Her diplomatic skills were more clearly evident when she met with Bill Clinton in Washington in 1995. Both she and Clinton broke the ice with a reference to the visit Hillary Clinton had paid to Pakistan a few months earlier and from which Hillary had gone back very impressed with the social sector reforms that Mohtarama was seeking to implement and even more so by the galaxy of professional working women that she met at the PM House. A rapport seemed to come into being. The meeting was a success. We secured a breakthrough on the F-16 issue that went beyond our expectations. It certainly went beyond what Clinton, according to his National Security Adviser, had been advised to offer. Was this driven by Clinton’s own sense of right and wrong or was he influenced by BB’s eloquent presentation? I believe the latter, and I believe it because she chose with special care to adhere to a conciliatory tone both in tenor and substance rather than the combativeness that the justice of her cause would have entitled her to adopt.

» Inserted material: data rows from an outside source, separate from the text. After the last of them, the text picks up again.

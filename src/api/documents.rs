use axum::extract::{Path, Query, State};
use axum::http::StatusCode;
use axum::Json;
use chrono::{DateTime, Utc};
use serde::{Deserialize, Serialize};

use crate::app::AppState;
use crate::auth::Identity;
use crate::db::comment_repository::CommentRepository;
use crate::db::document_repository::{DocumentRepository, DocumentUpdate};
use crate::db::models::{parse_object_id, Document};
use crate::db::slide_repository::SlideRepository;
use crate::error::AppError;

use crate::api::slides::SlideResponse;

/// A document as returned by the API (ids as hex strings, camelCase fields).
#[derive(Debug, Clone, Serialize)]
#[serde(rename_all = "camelCase")]
pub struct DocumentResponse {
    pub id: String,
    pub title: String,
    pub description: String,
    pub author: String,
    pub likes: Vec<String>,
    pub likes_count: usize,
    pub created_at: DateTime<Utc>,
    pub updated_at: DateTime<Utc>,
}

impl From<Document> for DocumentResponse {
    fn from(doc: Document) -> Self {
        Self {
            id: doc.id.map(|id| id.to_hex()).unwrap_or_default(),
            likes_count: doc.likes.len(),
            title: doc.title,
            description: doc.description,
            author: doc.author,
            likes: doc.likes,
            created_at: doc.created_at,
            updated_at: doc.updated_at,
        }
    }
}

/// Generic "it worked" body for deletes.
#[derive(Debug, Serialize)]
pub struct MessageResponse {
    pub message: String,
}

impl MessageResponse {
    pub fn new(message: impl Into<String>) -> Self {
        Self {
            message: message.into(),
        }
    }
}

#[derive(Debug, Deserialize)]
#[serde(rename_all = "camelCase")]
pub struct CreateDocumentRequest {
    #[serde(default)]
    pub title: String,
    #[serde(default)]
    pub description: String,
}

#[derive(Debug, Deserialize)]
#[serde(rename_all = "camelCase")]
pub struct UpdateDocumentRequest {
    pub title: Option<String>,
    pub description: Option<String>,
}

#[derive(Debug, Deserialize)]
pub struct ListDocumentsQuery {
    pub search: Option<String>,
}

#[derive(Debug, Serialize)]
#[serde(rename_all = "camelCase")]
pub struct DocumentWithSlides {
    pub document: DocumentResponse,
    pub slides: Vec<SlideResponse>,
}

#[derive(Debug, Serialize)]
#[serde(rename_all = "camelCase")]
pub struct LikeResponse {
    pub document: DocumentResponse,
    pub likes_count: usize,
    pub is_liked: bool,
}

/// Look up a document and verify the requester owns it.
pub async fn find_owned_document(
    repo: &dyn DocumentRepository,
    id: &bson::oid::ObjectId,
    user_id: &str,
) -> Result<Document, AppError> {
    let doc = repo
        .find_by_id(id)
        .await?
        .ok_or_else(|| AppError::NotFound("Document not found".into()))?;

    if doc.author != user_id {
        return Err(AppError::Forbidden("Not authorized".into()));
    }

    Ok(doc)
}

/// Core creation logic, separated from the HTTP layer for testability.
pub async fn create_document(
    repo: &dyn DocumentRepository,
    author: &str,
    request: CreateDocumentRequest,
) -> Result<Document, AppError> {
    let title = request.title.trim().to_string();
    if title.is_empty() {
        return Err(AppError::invalid_field("title", "Title is required"));
    }

    let now = Utc::now();
    repo.create(Document {
        id: None,
        title,
        description: request.description,
        author: author.to_string(),
        likes: Vec::new(),
        created_at: now,
        updated_at: now,
    })
    .await
}

/// Core delete logic: cascades to the document's slides and comments.
pub async fn delete_document(
    documents: &dyn DocumentRepository,
    slides: &dyn SlideRepository,
    comments: &dyn CommentRepository,
    user_id: &str,
    id: &bson::oid::ObjectId,
) -> Result<(), AppError> {
    find_owned_document(documents, id, user_id).await?;

    slides.delete_for_document(id).await?;
    comments.delete_for_document(id).await?;
    documents.delete(id).await?;

    Ok(())
}

/// `POST /documents`
pub async fn create_document_handler(
    State(state): State<AppState>,
    identity: Identity,
    Json(request): Json<CreateDocumentRequest>,
) -> Result<(StatusCode, Json<DocumentResponse>), AppError> {
    let doc = create_document(state.documents.as_ref(), &identity.user_id, request).await?;
    Ok((StatusCode::CREATED, Json(doc.into())))
}

/// `GET /documents?search=`
pub async fn list_documents_handler(
    State(state): State<AppState>,
    Query(query): Query<ListDocumentsQuery>,
) -> Result<Json<Vec<DocumentResponse>>, AppError> {
    let docs = state.documents.list(query.search.as_deref()).await?;
    Ok(Json(docs.into_iter().map(Into::into).collect()))
}

/// `GET /documents/{id}`: the document plus its slides, sorted by order.
pub async fn get_document_handler(
    State(state): State<AppState>,
    Path(id): Path<String>,
) -> Result<Json<DocumentWithSlides>, AppError> {
    let id = parse_object_id(&id, "document")?;

    let doc = state
        .documents
        .find_by_id(&id)
        .await?
        .ok_or_else(|| AppError::NotFound("Document not found".into()))?;

    let slides = state.slides.list_for_document(&id).await?;

    Ok(Json(DocumentWithSlides {
        document: doc.into(),
        slides: slides.into_iter().map(Into::into).collect(),
    }))
}

/// `PUT /documents/{id}` (owner only)
pub async fn update_document_handler(
    State(state): State<AppState>,
    identity: Identity,
    Path(id): Path<String>,
    Json(request): Json<UpdateDocumentRequest>,
) -> Result<Json<DocumentResponse>, AppError> {
    let id = parse_object_id(&id, "document")?;
    find_owned_document(state.documents.as_ref(), &id, &identity.user_id).await?;

    // A title, when present, gets the same validation as on create.
    let title = match request.title {
        Some(title) => {
            let title = title.trim().to_string();
            if title.is_empty() {
                return Err(AppError::invalid_field("title", "Title is required"));
            }
            Some(title)
        }
        None => None,
    };

    let update = DocumentUpdate {
        title,
        description: request.description,
    };

    let doc = state
        .documents
        .update(&id, update)
        .await?
        .ok_or_else(|| AppError::NotFound("Document not found".into()))?;

    Ok(Json(doc.into()))
}

/// `DELETE /documents/{id}` (owner only, cascades)
pub async fn delete_document_handler(
    State(state): State<AppState>,
    identity: Identity,
    Path(id): Path<String>,
) -> Result<Json<MessageResponse>, AppError> {
    let id = parse_object_id(&id, "document")?;

    delete_document(
        state.documents.as_ref(),
        state.slides.as_ref(),
        state.comments.as_ref(),
        &identity.user_id,
        &id,
    )
    .await?;

    Ok(Json(MessageResponse::new("Document deleted successfully")))
}

/// `GET /documents/user/{userId}`
pub async fn list_user_documents_handler(
    State(state): State<AppState>,
    Path(user_id): Path<String>,
) -> Result<Json<Vec<DocumentResponse>>, AppError> {
    let docs = state.documents.list_by_author(&user_id).await?;
    Ok(Json(docs.into_iter().map(Into::into).collect()))
}

/// `POST /documents/{id}/like`: idempotent per-user toggle.
pub async fn toggle_like_handler(
    State(state): State<AppState>,
    identity: Identity,
    Path(id): Path<String>,
) -> Result<Json<LikeResponse>, AppError> {
    let id = parse_object_id(&id, "document")?;

    let doc = state
        .documents
        .toggle_like(&id, &identity.user_id)
        .await?
        .ok_or_else(|| AppError::NotFound("Document not found".into()))?;

    let is_liked = doc.likes.iter().any(|l| l == &identity.user_id);
    let likes_count = doc.likes.len();

    Ok(Json(LikeResponse {
        document: doc.into(),
        likes_count,
        is_liked,
    }))
}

Now, however, what will be most sorely missed is not her diplomatic skills but the national leadership she could offer to repair the fractured internal polity and to combat the forces of darkness that threaten to engulf us. Today we may lament our inability to formulate clear policies to protect our regional and global interests. But far more important is the need to put our internal house in order and to develop an internal cohesiveness, which alone will give us the strength to protect our external interests.

Can an orphaned political leadership rise to the challenge? We must hope that they will. That will be the best way to prove that her lifelong effort had not been in vain. It will be the best epitaph to a leader who, all naysayers notwithstanding, “put Pakistan first.”